### Records for this exercise

//! Target table loader
//!
//! Accepts a CSV with `Status` and `Meta` columns, or a YAML map of
//! status → business days (`.yaml` / `.yml`). Without a usable target table
//! no delay can be computed, so an absent or unreadable file is fatal.

use std::collections::BTreeMap;
use std::path::Path;

use os_monitor_types::{Diagnostic, DiagnosticKind};

use super::schema::{cell, parse_day_count, sniff_delimiter, HeaderIndex, COL_TARGET};
use crate::error::{MonitorError, MonitorResult};
use crate::targets::TargetTable;

const COL_TARGET_STATUS: &str = "Status";

/// Load the target table from `path`
pub fn load_targets(path: &Path) -> MonitorResult<(TargetTable, Vec<Diagnostic>)> {
    let content =
        std::fs::read_to_string(path).map_err(|e| MonitorError::MissingTargetMapping {
            path: path.to_path_buf(),
            reason: e.to_string(),
        })?;

    let is_yaml = path
        .extension()
        .and_then(|ext| ext.to_str())
        .is_some_and(|ext| ext.eq_ignore_ascii_case("yaml") || ext.eq_ignore_ascii_case("yml"));

    let (table, diagnostics) = if is_yaml {
        let table =
            parse_targets_yaml(&content).map_err(|e| MonitorError::MissingTargetMapping {
                path: path.to_path_buf(),
                reason: e.to_string(),
            })?;
        (table, Vec::new())
    } else {
        let source = path
            .file_name()
            .map(|name| name.to_string_lossy().into_owned())
            .unwrap_or_else(|| path.display().to_string());
        parse_targets_csv(&content, &source).map_err(|reason| {
            MonitorError::MissingTargetMapping {
                path: path.to_path_buf(),
                reason,
            }
        })?
    };

    tracing::info!(path = %path.display(), statuses = table.len(), "Loaded targets");
    Ok((table, diagnostics))
}

/// Parse a YAML status → days map
pub fn parse_targets_yaml(content: &str) -> MonitorResult<TargetTable> {
    let map: BTreeMap<String, u32> = serde_yaml::from_str(content)?;
    Ok(map.into_iter().collect())
}

/// Parse a CSV target table.
///
/// Fails when the `Status` or `Meta` column is absent; bad rows become
/// diagnostics.
pub fn parse_targets_csv(
    content: &str,
    source: &str,
) -> Result<(TargetTable, Vec<Diagnostic>), String> {
    let mut reader = csv::ReaderBuilder::new()
        .delimiter(sniff_delimiter(content))
        .flexible(true)
        .from_reader(content.as_bytes());

    let headers = reader.headers().map_err(|e| e.to_string())?.clone();
    let index = HeaderIndex::new(&headers);
    let (Some(status_col), Some(target_col)) =
        (index.position(COL_TARGET_STATUS), index.position(COL_TARGET))
    else {
        return Err(format!(
            "expected '{}' and '{}' columns",
            COL_TARGET_STATUS, COL_TARGET
        ));
    };

    let mut table = TargetTable::new();
    let mut diagnostics = Vec::new();
    for (idx, result) in reader.records().enumerate() {
        let row_number = idx + 1;
        let row = result.map_err(|e| e.to_string())?;
        if row.iter().all(|value| value.trim().is_empty()) {
            continue;
        }

        let raw = cell(&row, Some(target_col));
        let days = match parse_day_count(raw) {
            Ok(Some(days)) => days,
            Ok(None) => {
                diagnostics.push(Diagnostic::at_row(
                    source,
                    row_number,
                    DiagnosticKind::MissingRequiredField {
                        field: COL_TARGET.to_string(),
                    },
                ));
                continue;
            }
            Err(_) => {
                diagnostics.push(Diagnostic::at_row(
                    source,
                    row_number,
                    DiagnosticKind::InvalidNumber {
                        column: COL_TARGET.to_string(),
                        raw: raw.to_string(),
                    },
                ));
                continue;
            }
        };

        if !table.insert(cell(&row, Some(status_col)), days) {
            diagnostics.push(Diagnostic::at_row(
                source,
                row_number,
                DiagnosticKind::MissingRequiredField {
                    field: COL_TARGET_STATUS.to_string(),
                },
            ));
        }
    }

    Ok((table, diagnostics))
}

### What is being asked
Using the material above, return each line in which the word "MissingRequiredField" occurs.

### Answer to this task
                    DiagnosticKind::MissingRequiredField {
                DiagnosticKind::MissingRequiredField {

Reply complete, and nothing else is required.